Einen spannenden Einblick in die Welt der Hochschulmathematik erhielten mathematisch interessierte Schüler:innen der Oberstufe bei einer Exkursion zur FH Münster am Standort Steinfurt. Kurz vor den Weihnachtsferien besuchten sie dort eine Schnuppervorlesung und konnten so erste Eindrücke vom Studium gewinnen.

Professor te Vrugt aus dem Fachbereich Elektrotechnik und Informatik gestaltete eine anschauliche Vorlesung zum Thema künstliche Intelligenz, mit besonderem Fokus auf neuronale Netze. Zu Beginn erklärte er, wie ein einzelnes Neuron mathematisch beschrieben werden kann – von Eingabewerten über Gewichtungen und Funktionen bis hin zum Output. Darauf aufbauend erläuterte er die Struktur und das Zusammenspiel vieler Neuronen in einem Netzwerk.

Besonders eindrucksvoll war die Übertragung bekannter logischer Operationen wie UND und ODER auf diesen abstrakten mathematischen Kontext. Dadurch wurde deutlich, wie scheinbar einfache mathematische Konzepte die Grundlage moderner KI-Anwendungen bilden. Auch wenn nicht jede mathematische Herleitung für alle Schüler:innen vollständig nachvollziehbar war, konnten alle einen realistischen Eindruck vom Anspruch, Aufbau und Ablauf einer universitären Vorlesung gewinnen.
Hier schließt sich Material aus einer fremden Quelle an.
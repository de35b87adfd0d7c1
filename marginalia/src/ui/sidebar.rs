//! Comment sidebar renderer.
//!
//! Cards are drawn as text with box-drawing borders so the whole sidebar is
//! one column of lines that scrolls together with the document. Each frame
//! measures every card, records its height with the session, asks the
//! session for positions, then paints the cards at those rows.

use marginalia_core::{CardKey, Comment, CommentKind, Draft};
use ratatui::{
    layout::Rect,
    style::{Modifier, Style},
    text::{Line, Span},
    widgets::{Paragraph, Wrap},
    Frame,
};

use crate::app::{App, Mode};
use crate::theme::Theme;
use crate::ui::layout::{inner_rect, panel_block};

/// Quoted anchor text is cut after this many lines.
const QUOTE_LINES: usize = 2;

pub fn render_sidebar(frame: &mut Frame, area: Rect, app: &mut App, theme: &Theme) {
    let count = app.session.visible().len();
    let block = panel_block(format!(" Comments ({count}) "), app.mode == Mode::Insert, theme);
    let inner = inner_rect(area);
    frame.render_widget(block, area);

    if !app.session.permissions().can_view {
        app.cards.clear();
        frame.render_widget(
            Paragraph::new("Comments are hidden on this page.")
                .style(Style::default().fg(theme.card_hint))
                .wrap(Wrap { trim: true }),
            inner,
        );
        return;
    }

    let width = usize::from(inner.width);
    let mut rendered: Vec<(CardKey, Vec<Line<'static>>)> = app
        .session
        .visible()
        .into_iter()
        .map(|c| {
            let focused = app.focused.as_deref() == Some(c.id.as_str());
            (CardKey::Comment(c.id.clone()), comment_card(c, width, focused, theme))
        })
        .collect();
    if let Some(draft) = app.session.draft() {
        let editing = app.mode == Mode::Insert;
        rendered.push((CardKey::Draft, draft_card(draft, width, editing, theme)));
    }
    for (key, lines) in &rendered {
        app.session.record_height(key.clone(), lines.len() as f64);
    }
    app.cards = app.session.positioned();

    let mut column: Vec<Line<'static>> = Vec::new();
    for card in &app.cards {
        let top = card.top.max(0.0).round() as usize;
        if column.len() < top {
            column.resize(top, Line::default());
        }
        if let Some(i) = rendered.iter().position(|(k, _)| *k == card.key) {
            let (_, lines) = rendered.swap_remove(i);
            column.extend(lines);
        }
    }

    let visible: Vec<Line<'static>> = column
        .into_iter()
        .skip(app.scroll)
        .take(usize::from(inner.height))
        .collect();
    frame.render_widget(Paragraph::new(visible), inner);
}

fn comment_card(comment: &Comment, width: usize, focused: bool, theme: &Theme) -> Vec<Line<'static>> {
    let border = Style::default().fg(if focused {
        theme.card_focused
    } else {
        theme.card_border
    });
    let inner = width.saturating_sub(4).max(1);
    let author = Style::default()
        .fg(theme.card_author)
        .add_modifier(Modifier::BOLD);

    let mut lines = vec![top_border(&comment.user, author, width, border)];
    let quote = Style::default()
        .fg(theme.card_quote)
        .add_modifier(Modifier::ITALIC);
    for l in quote_lines(comment.kind, comment.text(), inner) {
        lines.push(body_line(l, quote, inner, border));
    }
    for l in wrap(&comment.comment, inner) {
        lines.push(body_line(l, Style::default().fg(theme.text), inner, border));
    }
    lines.push(bottom_border(width, border));
    lines
}

fn draft_card(draft: &Draft, width: usize, editing: bool, theme: &Theme) -> Vec<Line<'static>> {
    let border = Style::default().fg(theme.card_draft);
    let inner = width.saturating_sub(4).max(1);
    let title = Style::default()
        .fg(theme.card_draft)
        .add_modifier(Modifier::BOLD);
    let hint = Style::default().fg(theme.card_hint);

    let mut lines = vec![top_border("new comment", title, width, border)];
    let quote = Style::default()
        .fg(theme.card_quote)
        .add_modifier(Modifier::ITALIC);
    for l in quote_lines(draft.kind, draft.anchor.text(), inner) {
        lines.push(body_line(l, quote, inner, border));
    }
    if draft.comment.is_empty() {
        let placeholder = if editing { "▏type your comment" } else { "(empty)" };
        lines.push(body_line(placeholder.to_owned(), hint, inner, border));
    } else {
        let mut body = draft.comment.clone();
        if editing {
            body.push('▏');
        }
        for l in wrap(&body, inner) {
            lines.push(body_line(l, Style::default().fg(theme.text), inner, border));
        }
    }
    let help = if editing { "⏎ save  esc cancel" } else { "saving…" };
    lines.push(body_line(help.to_owned(), hint, inner, border));
    lines.push(bottom_border(width, border));
    lines
}

fn quote_lines(kind: CommentKind, text: &str, width: usize) -> Vec<String> {
    let quoted = match kind {
        CommentKind::Text => format!("“{}”", text.split_whitespace().collect::<Vec<_>>().join(" ")),
        CommentKind::Image => format!("[image: {}]", text.trim()),
    };
    let mut lines = wrap(&quoted, width);
    if lines.len() > QUOTE_LINES {
        lines.truncate(QUOTE_LINES);
        if let Some(last) = lines.last_mut() {
            *last = truncate(last, width.saturating_sub(1));
            last.push('…');
        }
    }
    lines
}

fn top_border(label: &str, label_style: Style, width: usize, border: Style) -> Line<'static> {
    let label = truncate(label, width.saturating_sub(6));
    let used = 4 + label.chars().count();
    let fill = width.saturating_sub(used + 1);
    Line::from(vec![
        Span::styled("┌─ ", border),
        Span::styled(label, label_style),
        Span::styled(format!(" {}┐", "─".repeat(fill)), border),
    ])
}

fn body_line(text: String, style: Style, inner: usize, border: Style) -> Line<'static> {
    let text = truncate(&text, inner);
    let pad = inner.saturating_sub(text.chars().count());
    Line::from(vec![
        Span::styled("│ ", border),
        Span::styled(text, style),
        Span::styled(format!("{} │", " ".repeat(pad)), border),
    ])
}

fn bottom_border(width: usize, border: Style) -> Line<'static> {
    Line::from(Span::styled(
        format!("└{}┘", "─".repeat(width.saturating_sub(2))),
        border,
    ))
}

fn truncate(s: &str, n: usize) -> String {
    s.chars().take(n).collect()
}

/// Greedy word wrap; words longer than `width` are split.
pub fn wrap(text: &str, width: usize) -> Vec<String> {
    let width = width.max(1);
    let mut lines = Vec::new();
    for paragraph in text.split('\n') {
        let mut line = String::new();
        let mut len = 0;
        for word in paragraph.split_whitespace() {
            let mut word: Vec<char> = word.chars().collect();
            while word.len() > width {
                if len > 0 {
                    lines.push(std::mem::take(&mut line));
                    len = 0;
                }
                let rest = word.split_off(width);
                lines.push(word.into_iter().collect());
                word = rest;
            }
            let extra = usize::from(len > 0);
            if len + extra + word.len() > width {
                lines.push(std::mem::take(&mut line));
                len = 0;
            } else if len > 0 {
                line.push(' ');
                len += 1;
            }
            len += word.len();
            line.extend(word);
        }
        if len > 0 {
            lines.push(line);
        }
    }
    lines
}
Zum Abschluss zeigte Professor te Vrugt verschiedene anschauliche Anwendungen künstlicher Intelligenz: Anhand von zehn Märchen wurde demonstriert, wie eine KI aus Eingabedokumenten lernt und auf den Befehl „Schreibe ein Märchen“ reagiert. Transparent wurde dabei nachvollziehbar, wie sich das System aus den vorhandenen Texten speist. Darüber hinaus erhielten die Schüler:innen Einblicke in KI-gestützte Musikgenerierung sowie in Sprachmodelle, die Verwandtschaften von Wörtern grafisch darstellen können.

Die Exkursion bot den Teilnehmer:innen nicht nur fachliche Impulse, sondern auch eine wertvolle Orientierungshilfe für mögliche Studien- und Berufswege im mathematisch-technischen Bereich.